An epidemiological surveillance of hand foot and mouth disease in paediatric patients and in community: A Singapore retrospective cohort study, 2013-2018.

2021
Background While hand, foot and mouth disease (HFMD) is primarily self-resolving—soaring incidence rate of symptomatic HFMD effectuates economic burden in the Asia-Pacific region. Singapore has seen a conspicuous rise in the number of HFMD cases from 2010s. Here, we aims to identify the serology and genotypes responsible for such outbreaks in hospitals and childcare facilities. Methods We studied symptomatic paediatric HFMD cases from 2013 to 2018 in Singapore.
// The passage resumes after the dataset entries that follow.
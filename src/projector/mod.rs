//! The projector: which slide is on the shared screen, which overlays sit on
//! top of it, and the view adjustments viewers apply.
//!
//! All state lives in the injected configuration and overlay stores; the
//! `Projector` itself is immutable and shared across requests.

pub mod commands;
pub mod overlays;

pub use commands::{CountdownCommand, ProjectorEdit};

use std::sync::Arc;

use chrono::{DateTime, TimeZone};
use serde::Serialize;
use serde_json::{Map, Value};

use crate::models::overlay::{OverlaySet, OverlayState, RenderedOverlay};
use crate::models::record::RecordStore;
use crate::models::setting::{self, ConfigStore};
use crate::models::slide::{self, Slide, SlideError, SlideRegistry, group_by_category};

use overlays::MESSAGE_OVERLAY;

pub const DEFAULT_TEMPLATE: &str = "projector/default.html";

/// What a polling viewer receives.
#[derive(Debug, Clone, PartialEq, Serialize)]
pub struct ProjectorStatus {
    pub title: String,
    pub template: String,
    pub slide: Map<String, Value>,
    pub overlays: Vec<RenderedOverlay>,
    pub active_overlay: Option<String>,
    /// Wall-clock time, `HH:MM`.
    pub time: String,
    pub bigger: i64,
    pub up: i64,
    pub countdown_visible: bool,
    pub countdown_time: i64,
    pub countdown_running: bool,
}

#[derive(Debug, Clone, Serialize)]
pub struct ControlSlide {
    pub key: String,
    pub name: String,
    pub control_template: String,
    pub weight: i32,
    pub model_backed: bool,
}

#[derive(Debug, Clone, Serialize)]
pub struct ControlCategory {
    pub name: String,
    pub slides: Vec<ControlSlide>,
}

/// Everything the control panel shows.
#[derive(Debug, Clone, Serialize)]
pub struct ControlPanel {
    pub active_sid: String,
    pub categories: Vec<ControlCategory>,
    pub overlays: Vec<OverlayState>,
    pub countdown_visible: bool,
    pub countdown_time: i64,
}

pub struct Projector {
    config: Arc<dyn ConfigStore>,
    registry: Arc<SlideRegistry>,
    records: Arc<dyn RecordStore>,
    overlays: OverlaySet,
}

impl Projector {
    pub fn new(
        config: Arc<dyn ConfigStore>,
        registry: Arc<SlideRegistry>,
        records: Arc<dyn RecordStore>,
        overlays: OverlaySet,
    ) -> Self {
        Self {
            config,
            registry,
            records,
            overlays,
        }
    }

    pub fn overlays(&self) -> &OverlaySet {
        &self.overlays
    }

    pub fn registry(&self) -> &SlideRegistry {
        &self.registry
    }

    fn config(&self) -> &dyn ConfigStore {
        self.config.as_ref()
    }

    // ------------------------------------------------------------------
    // Active slide
    // ------------------------------------------------------------------

    /// The active SID, empty if none is set.
    pub fn active_sid(&self) -> String {
        setting::get_str(self.config(), setting::PRESENTATION, "")
    }

    /// Point the projector at `sid`. Not validated; an unresolvable SID
    /// simply shows the default slide.
    pub fn set_active_sid(&self, sid: &str) {
        self.config.set(setting::PRESENTATION, Value::from(sid));
        log::info!("Projector switched to '{sid}'");
    }

    pub fn resolve(&self, sid: &str) -> Result<Slide, SlideError> {
        slide::resolve(&self.registry, self.records.as_ref(), sid)
    }

    pub fn try_active_slide(&self) -> Result<Slide, SlideError> {
        let sid = self.active_sid();
        if sid.is_empty() {
            return Err(SlideError::NoActiveSlide);
        }
        self.resolve(&sid)
    }

    /// The active slide, or `None` when nothing usable is active.
    pub fn active_slide(&self) -> Option<Slide> {
        match self.try_active_slide() {
            Ok(slide) => Some(slide),
            Err(SlideError::NoActiveSlide) => None,
            Err(e) => {
                log::warn!("Active slide unavailable: {e}");
                None
            }
        }
    }

    fn default_slide(&self) -> Slide {
        Slide::new(
            setting::get_str(self.config(), setting::EVENT_NAME, ""),
            DEFAULT_TEMPLATE,
        )
    }

    // ------------------------------------------------------------------
    // Status
    // ------------------------------------------------------------------

    pub fn status<Tz>(&self, now: DateTime<Tz>) -> ProjectorStatus
    where
        Tz: TimeZone,
        Tz::Offset: std::fmt::Display,
    {
        let slide = self.active_slide().unwrap_or_else(|| self.default_slide());
        let overlays = self.overlays.active_overlays_for(&self.active_sid());
        let active_overlay = overlays.first().map(|o| o.name.clone());
        let config = self.config();

        ProjectorStatus {
            title: slide.title,
            template: slide.template,
            slide: slide.data,
            overlays,
            active_overlay,
            time: now.format("%H:%M").to_string(),
            bigger: setting::get_i64(config, setting::BIGGER, setting::DEFAULT_BIGGER),
            up: setting::get_i64(config, setting::UP, setting::DEFAULT_UP),
            countdown_visible: setting::get_bool(config, setting::COUNTDOWN_VISIBLE, false),
            countdown_time: setting::get_i64(
                config,
                setting::AGENDA_COUNTDOWN_TIME,
                setting::DEFAULT_COUNTDOWN_TIME,
            ),
            countdown_running: setting::get_bool(config, setting::COUNTDOWN_RUN, false),
        }
    }

    // ------------------------------------------------------------------
    // Control surface
    // ------------------------------------------------------------------

    pub fn edit(&self, edit: ProjectorEdit) {
        let config = self.config();
        let bigger = setting::get_i64(config, setting::BIGGER, setting::DEFAULT_BIGGER);
        let up = setting::get_i64(config, setting::UP, setting::DEFAULT_UP);
        match edit {
            ProjectorEdit::Bigger => config.set(setting::BIGGER, Value::from(bigger + 10)),
            ProjectorEdit::Smaller => config.set(setting::BIGGER, Value::from(bigger - 10)),
            ProjectorEdit::Up => config.set(setting::UP, Value::from(up - 10)),
            ProjectorEdit::Down => config.set(setting::UP, Value::from(up + 10)),
            ProjectorEdit::Clean => {
                config.set(setting::UP, Value::from(setting::DEFAULT_UP));
                config.set(setting::BIGGER, Value::from(setting::DEFAULT_BIGGER));
            }
        }
    }

    /// Apply a countdown command. `now` is epoch seconds, used by `Reset`.
    pub fn countdown(&self, command: CountdownCommand, now: f64) {
        let config = self.config();
        match command {
            CountdownCommand::Show => config.set(setting::COUNTDOWN_VISIBLE, Value::from(true)),
            CountdownCommand::Hide => config.set(setting::COUNTDOWN_VISIBLE, Value::from(false)),
            CountdownCommand::Reset => config.set(setting::COUNTDOWN_START, Value::from(now)),
            CountdownCommand::Start => config.set(setting::COUNTDOWN_RUN, Value::from(true)),
            CountdownCommand::Stop => config.set(setting::COUNTDOWN_RUN, Value::from(false)),
        }
    }

    pub fn countdown_visible(&self) -> bool {
        setting::get_bool(self.config(), setting::COUNTDOWN_VISIBLE, false)
    }

    /// Store the projector message and scope the `Message` overlay to `sid`
    /// (global when `None`). A new overlay state starts active; an existing
    /// one keeps its toggle.
    pub fn set_message(&self, message: &str, sid: Option<&str>) {
        self.config.set(setting::PROJECTOR_MESSAGE, Value::from(message));
        let mut state = self.overlays.get(MESSAGE_OVERLAY).unwrap_or_else(|| OverlayState {
            active: true,
            ..OverlayState::new(MESSAGE_OVERLAY)
        });
        state.scope_sid = sid.map(str::to_string);
        self.overlays.upsert(state);
    }

    /// Clear the message text. The overlay state stays.
    pub fn delete_message(&self) {
        self.config.set(setting::PROJECTOR_MESSAGE, Value::from(""));
    }

    pub fn control_panel(&self, category_order: &[String]) -> ControlPanel {
        let categories = group_by_category(self.registry.list_all(), category_order)
            .into_iter()
            .map(|category| ControlCategory {
                name: category.name,
                slides: category
                    .slides
                    .into_iter()
                    .map(|s| ControlSlide {
                        key: s.key.clone(),
                        name: s.display_name().to_string(),
                        control_template: s.control_template.clone(),
                        weight: s.weight,
                        model_backed: s.is_model_backed(),
                    })
                    .collect(),
            })
            .collect();

        ControlPanel {
            active_sid: self.active_sid(),
            categories,
            overlays: self.overlays.control_states(),
            countdown_visible: self.countdown_visible(),
            countdown_time: setting::get_i64(
                self.config(),
                setting::AGENDA_COUNTDOWN_TIME,
                setting::DEFAULT_COUNTDOWN_TIME,
            ),
        }
    }
}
Surveillance for subclinical enterovirus infections was also performed in childcares at the same time period. Results Genotyping 101 symptomatic HFMD samples revealed CV-A6 as the major etiological agent for recent outbreaks. We detected infections with CV-A6 (41.0%), EV-A71 (7%), CV-A16 (3.0%), coxsackievirus A2, CV-A2 (1.0%) and coxsackievirus A10, CV-A10 (1.0%). Phylogenetic analysis of local CV-A6 strains revealed a high level of heterogeneity compared against others worldwide, dissimilar to other HFMD causative enteroviruses for which the dominant strains and genotypes are highly region specific. We detected sub-clinical enterovirus infections in childcare centres; 17.1% (n = 245) tested positive for enterovirus in saliva, without HFMD indicative symptoms at the point of sample collection. Conclusions CV-A6 remained as the dominant HFMD causative strain in Singapore. Silent subclinical enteroviral infections were detected and warrant further investigations.